If you’re cheap, you have money but won’t spend it until you’re forced to. When you’re poor you simply can’t afford spending beyond your necessary living expenses. But as a Minimalist you have money but don’t spend it unless the expense is practical, essential, or if it reflects positively on your minimalist identity.
So are destitute and cheap people considered minimalists? After my recent viewing of the Netflix documentary on minimalists, I suspect not. The motivations for each group contradict one another. Poor people cannot afford to be minimalist because they don’t have the choice to limit spending. And cheap people don’t necessarily ascribe to the significance of minimalist philosophy.
From what I’ve witnessed of this trend, it appears that in order to be a pure minimalist, certain boxes must be checked. I’ve prepared a test which you can do in the privacy of your own home.
Are You a Minimalist?
- Were you a high income corporate exec, preferably in Manhattan or San Francisco?
- Have you quit your job to “find yourself?”
- Did you sell all, or most of your stuff?
- Have you decided to move into a “tiny” house, camper or apartment?
- Do you believe that by reducing your material wealth you are living more meaningfully?
- Do you now tour the country espousing the virtues of minimalism?
If you checked any of these boxes you may be a minimalist (or a monk). What bothers me about this movement is these so-called minimalists may identify as the “have-nots,” without experiencing the struggle that follows.
How to Be a Minimalist?
My instinct is that most self-identifying minimalists live in safe communities, have health insurance and can afford to keep themselves fed, housed and clean. What I’m getting at is that the term minimalism has transformed from a conscious effort to reduce extravagant spending, into a lifestyle choice for adventurous young bankers who aspire to be digital nomads. Have you ever heard someone refer to a migrant farmer as a minimalist?
Also, where do they draw the line? Is someone who lives in a tent more minimalist than someone who lives in a tiny house? Their carbon foot print is smaller. If I haven’t quit my finance job but follow a philosophy of restraint, can I still be a minimalist? Defenders of the movement would probably tell me that I don’t have to quit my job to self-identify as a minimalist. However, I suspect that, as in all groups, there is a clear hierarchy in place. The prophets of minimalism are tribesmen, Rousseau’s noble savages.
I suppose there is nothing inherently wrong with the fact that minimalists fit a certain mold. But, I don’t appreciate the sense of shame that inevitably trickles down to non-minimalists, who are presented as mindless consumers driving the evil capitalist machine (and subsequently the booming economy). I practice restraint in my spending and tend to make purchase decisions based on needs, rather than desires. I also think that others would benefit from spending less, if only to retire at a reasonable age. However, I won’t be referring to myself as a minimalist. I’m not sure if I am allowed to anymore.

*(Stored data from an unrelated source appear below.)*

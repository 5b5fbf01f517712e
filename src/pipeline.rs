use crate::component::Factory;
use crate::config::PipelineConfig;
use crate::error::{PipelineError, Result};
use crate::link::{Gate, InFlight, Link};
use crate::message::Message;
use crate::metrics::StageMetrics;
use crate::stage::{panic_message, PreparedStage, Stage};
use crossbeam::channel::{self, Receiver};
use std::panic::{self, AssertUnwindSafe};
use std::sync::atomic::{AtomicU64, Ordering};
use std::sync::Arc;
use std::thread::{self, JoinHandle};
use tracing::{error, info, info_span};

type SinkFn = Box<dyn FnMut(Message) + Send>;

/// Builder for constructing pipelines
pub struct PipelineBuilder {
    factories: Vec<Box<dyn Factory>>,
    config: PipelineConfig,
    sink: Option<SinkFn>,
}

impl PipelineBuilder {
    /// Create a new pipeline builder
    pub fn new() -> Self {
        Self {
            factories: Vec::new(),
            config: PipelineConfig::default(),
            sink: None,
        }
    }

    /// Append a stage built by `factory`
    pub fn stage(mut self, factory: impl Factory) -> Self {
        self.factories.push(Box::new(factory));
        self
    }

    /// Append an already boxed factory
    pub fn boxed_stage(mut self, factory: Box<dyn Factory>) -> Self {
        self.factories.push(factory);
        self
    }

    /// Replace the whole configuration
    pub fn with_config(mut self, config: PipelineConfig) -> Self {
        self.config = config;
        self
    }

    /// Retries granted to a message on each stage before it fails
    pub fn max_retries(mut self, max_retries: u32) -> Self {
        self.config.max_retries = max_retries;
        self
    }

    /// Capacity of the external input path
    pub fn input_capacity(mut self, capacity: usize) -> Self {
        self.config.input_capacity = capacity;
        self
    }

    /// Build without an external input; the first stage must produce its own messages
    pub fn without_input(mut self) -> Self {
        self.config.external_input = false;
        self
    }

    /// Receive every message leaving the last stage.
    ///
    /// The message is released when the callback returns unless the callback
    /// keeps it. Without a sink, messages are released on arrival.
    pub fn with_sink<F>(mut self, sink: F) -> Self
    where
        F: FnMut(Message) + Send + 'static,
    {
        self.sink = Some(Box::new(sink));
        self
    }

    /// Create every component, then start every stage.
    ///
    /// If any factory fails, nothing is left running: components created so
    /// far are dropped and every factory that was reached is destroyed.
    pub fn build(self) -> Result<Pipeline> {
        if self.factories.is_empty() {
            return Err(PipelineError::NoStages);
        }
        self.config.validate()?;
        let settings = self.config.stage_settings();

        let mut prepared = Vec::with_capacity(self.factories.len());
        for (index, factory) in self.factories.into_iter().enumerate() {
            match PreparedStage::prepare(index, factory) {
                Ok(stage) => prepared.push(stage),
                Err((factory, err)) => {
                    error!(index, error = %err, "pipeline construction failed");
                    for stage in prepared {
                        destroy_quietly(stage.abandon());
                    }
                    destroy_quietly(factory);
                    return Err(err);
                }
            }
        }

        let input_metrics = StageMetrics::new();
        let sink_in_flight = InFlight::default();
        let mut receivers: Vec<InFlight> = prepared.iter().map(PreparedStage::in_flight).collect();
        receivers.push(Arc::clone(&sink_in_flight));

        let (input, mut next_rx): (Option<Arc<Gate>>, Receiver<Message>) =
            if self.config.external_input {
                let (tx, rx) = channel::bounded(self.config.input_capacity);
                let link = Link::new(tx, Arc::clone(&receivers[0]), input_metrics.clone());
                (Some(Arc::new(Gate::new(link))), rx)
            } else {
                (None, channel::never())
            };

        let mut stages: Vec<Stage> = Vec::with_capacity(prepared.len());
        let mut pending = prepared.into_iter().enumerate();
        while let Some((index, stage)) = pending.next() {
            let (tx, rx) = channel::bounded(stage.channel_size());
            let output = Link::new(tx, Arc::clone(&receivers[index + 1]), stage.metrics().clone());
            match stage.start(next_rx, output, settings) {
                Ok(stage) => stages.push(stage),
                Err(err) => {
                    for (_, stage) in pending {
                        destroy_quietly(stage.abandon());
                    }
                    abort(input, stages);
                    return Err(err);
                }
            }
            next_rx = rx;
        }

        let delivered = Arc::new(AtomicU64::new(0));
        let sink = Sink {
            rx: next_rx,
            in_flight: Arc::clone(&sink_in_flight),
            delivered: Arc::clone(&delivered),
            callback: self.sink,
        };
        let sink = match thread::Builder::new()
            .name("pipeline-sink".to_string())
            .spawn(move || sink.run())
        {
            Ok(handle) => handle,
            Err(err) => {
                abort(input, stages);
                return Err(PipelineError::ThreadError(format!(
                    "failed to spawn sink: {err}"
                )));
            }
        };

        info!(
            stages = stages.len(),
            external_input = input.is_some(),
            "pipeline started"
        );
        Ok(Pipeline {
            stages,
            input,
            input_metrics,
            sink: Some(sink),
            sink_in_flight,
            delivered,
            closed: false,
        })
    }
}

impl Default for PipelineBuilder {
    fn default() -> Self {
        Self::new()
    }
}

fn destroy_quietly(mut factory: Box<dyn Factory>) {
    if let Err(err) = factory.destroy() {
        error!(stage = factory.name(), error = %err, "factory destroy failed");
    }
}

/// Stop stages started by a build that could not finish
fn abort(input: Option<Arc<Gate>>, stages: Vec<Stage>) {
    if let Some(gate) = input {
        gate.close();
    }
    for mut stage in stages {
        if let Err(err) = stage.shutdown() {
            error!(error = %err, "stage shutdown failed during aborted build");
        }
    }
}

/// Drains the last stage's output for the lifetime of the pipeline
struct Sink {
    rx: Receiver<Message>,
    in_flight: InFlight,
    delivered: Arc<AtomicU64>,
    callback: Option<SinkFn>,
}

impl Sink {
    fn run(mut self) {
        let _span = info_span!("sink").entered();
        for msg in self.rx.iter() {
            self.delivered.fetch_add(1, Ordering::Relaxed);
            if let Some(callback) = self.callback.as_mut() {
                if let Err(payload) = panic::catch_unwind(AssertUnwindSafe(|| callback(msg))) {
                    error!(panic = %panic_message(payload.as_ref()), "sink callback panicked");
                }
            }
            self.in_flight.fetch_sub(1, Ordering::SeqCst);
        }
    }
}

/// Cloneable handle for feeding messages into the first stage
#[derive(Clone)]
pub struct InputHandle {
    gate: Arc<Gate>,
}

impl InputHandle {
    /// Push a message, blocking while the input is full.
    ///
    /// Hands the message back once the pipeline is closing.
    pub fn push(&self, msg: Message) -> std::result::Result<(), Message> {
        self.gate.push(msg)
    }

    /// Push only if the input has room right now
    pub fn try_push(&self, msg: Message) -> std::result::Result<(), Message> {
        self.gate.try_push(msg)
    }

    /// Whether the pipeline has stopped admitting input
    pub fn is_closed(&self) -> bool {
        self.gate.is_closed()
    }

    /// Input buffer utilization as a percentage (0-100)
    pub fn utilization(&self) -> u32 {
        self.gate.utilization()
    }
}

/// A running chain of stages.
///
/// Closing (explicitly or on drop) stops admission, then drains and stops
/// each stage in order so that no buffered message is lost.
pub struct Pipeline {
    stages: Vec<Stage>,
    input: Option<Arc<Gate>>,
    input_metrics: StageMetrics,
    sink: Option<JoinHandle<()>>,
    sink_in_flight: InFlight,
    delivered: Arc<AtomicU64>,
    closed: bool,
}

impl Pipeline {
    /// Start building a pipeline
    pub fn builder() -> PipelineBuilder {
        PipelineBuilder::new()
    }

    /// Build a pipeline from an ordered list of factories with default settings
    pub fn construct(factories: Vec<Box<dyn Factory>>) -> Result<Pipeline> {
        factories
            .into_iter()
            .fold(PipelineBuilder::new(), PipelineBuilder::boxed_stage)
            .build()
    }

    /// Handle for feeding the first stage; `None` for producer-only pipelines
    pub fn input(&self) -> Option<InputHandle> {
        self.input.as_ref().map(|gate| InputHandle {
            gate: Arc::clone(gate),
        })
    }

    /// Push one message into the first stage
    pub fn push(&self, msg: Message) -> std::result::Result<(), Message> {
        match &self.input {
            Some(gate) => gate.push(msg),
            None => Err(msg),
        }
    }

    /// Number of stages
    pub fn stage_count(&self) -> usize {
        self.stages.len()
    }

    /// Stage names in pipeline order
    pub fn stage_names(&self) -> Vec<&str> {
        self.stages.iter().map(Stage::name).collect()
    }

    /// Get metrics for a specific stage
    pub fn stage_metrics(&self, index: usize) -> Option<&StageMetrics> {
        self.stages.get(index).map(Stage::metrics)
    }

    /// Metrics of the external input path (blocked pushes)
    pub fn input_metrics(&self) -> &StageMetrics {
        &self.input_metrics
    }

    /// Messages that reached the sink so far
    pub fn delivered(&self) -> u64 {
        self.delivered.load(Ordering::Relaxed)
    }

    /// Messages currently queued or being handled anywhere in the pipeline
    pub fn in_flight(&self) -> usize {
        self.stages.iter().map(Stage::in_flight).sum::<usize>()
            + self.sink_in_flight.load(Ordering::SeqCst)
    }

    /// Get a summary of all metrics
    pub fn metrics_summary(&self) -> String {
        let mut summary = String::from("Pipeline Metrics Summary:\n");
        for (i, stage) in self.stages.iter().enumerate() {
            summary.push_str(&format!(
                "  Stage {} ({}): {}\n",
                i,
                stage.name(),
                stage.metrics().snapshot().format()
            ));
        }
        summary.push_str(&format!("  Delivered: {}\n", self.delivered()));
        summary
    }

    /// Stop admission, drain and stop every stage in order, then stop the sink.
    ///
    /// Every factory is destroyed exactly once. A failing stage does not keep
    /// the others from shutting down; all failures are reported together.
    pub fn close(mut self) -> Result<()> {
        self.shutdown()
    }

    fn shutdown(&mut self) -> Result<()> {
        if self.closed {
            return Ok(());
        }
        self.closed = true;
        info!(stages = self.stages.len(), "closing pipeline");

        if let Some(gate) = &self.input {
            gate.close();
        }

        let mut failures = Vec::new();
        for mut stage in self.stages.drain(..) {
            stage.drain();
            match stage.shutdown() {
                Ok(()) => {}
                Err(PipelineError::Shutdown(reason)) => failures.push(reason),
                Err(err) => failures.push(err.to_string()),
            }
        }

        if let Some(sink) = self.sink.take() {
            if sink.join().is_err() {
                failures.push("sink thread panicked".to_string());
            }
        }

        info!(delivered = self.delivered(), "pipeline closed");
        if failures.is_empty() {
            Ok(())
        } else {
            Err(PipelineError::Shutdown(failures.join("; ")))
        }
    }
}

impl Drop for Pipeline {
    fn drop(&mut self) {
        if let Err(err) = self.shutdown() {
            error!(error = %err, "pipeline shutdown failed");
        }
    }
}

#[cfg(test)]
mod tests {
    use super::*;
    use crate::components::{ComponentFactory, Passthrough};

    #[test]
    fn test_no_stages_error() {
        let result = PipelineBuilder::new().build();
        assert!(matches!(result, Err(PipelineError::NoStages)));
    }

    #[test]
    fn test_pipeline_input_handle() {
        let pipeline = PipelineBuilder::new()
            .stage(ComponentFactory::cloning("stage1", Passthrough))
            .build()
            .unwrap();
        let input = pipeline.input().unwrap();
        assert!(!input.is_closed());
        assert_eq!(pipeline.stage_names(), vec!["stage1"]);
        pipeline.close().unwrap();
        assert!(input.is_closed());
        assert!(input.push(Message::new(vec![1])).is_err());
    }

    #[test]
    fn test_producer_only_pipeline_has_no_input() {
        let pipeline = PipelineBuilder::new()
            .stage(ComponentFactory::cloning("source", Passthrough))
            .without_input()
            .build()
            .unwrap();
        assert!(pipeline.input().is_none());
        assert!(pipeline.push(Message::new(vec![1])).is_err());
    }

    #[test]
    fn test_construct_and_summary() {
        let pipeline = Pipeline::construct(vec![
            Box::new(ComponentFactory::cloning("a", Passthrough)),
            Box::new(ComponentFactory::cloning("b", Passthrough).with_pool_size(2)),
        ])
        .unwrap();
        pipeline.push(Message::new(vec![1])).unwrap();

        let summary = pipeline.metrics_summary();
        assert!(summary.contains("Stage 0 (a)"));
        assert!(summary.contains("Stage 1 (b)"));
        assert_eq!(pipeline.stage_count(), 2);
        pipeline.close().unwrap();
    }
}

We need a good 13-syllable German word for the phenomenon at the root ( as I see it) of your criticism of minimalists here.
The need to set oneself apart in mass society is understandable and the desire to make improvements is laudable. But it seems to lead to narcissistic righteousness 99.9% of the time as in: “Look at me!” I am not only different but special! I I’m special because I know the truth and since you don’t I will indicate with a sneer if you don’t listen and a lecture if you do.”
Oooh, I’ll have to check out that Netflix documentary! I’ve never identified as minimalist because I do like to hang on to items that might be unnecessary now, but helpful in the future. It’s like a selective form of being a packrat, I suppose. I think it’s frugal to hang onto, say, an unused microwave for a little while because you might need it (we’re kicking ourselves right now for donating an old microwave that we now could use at hubster’s office).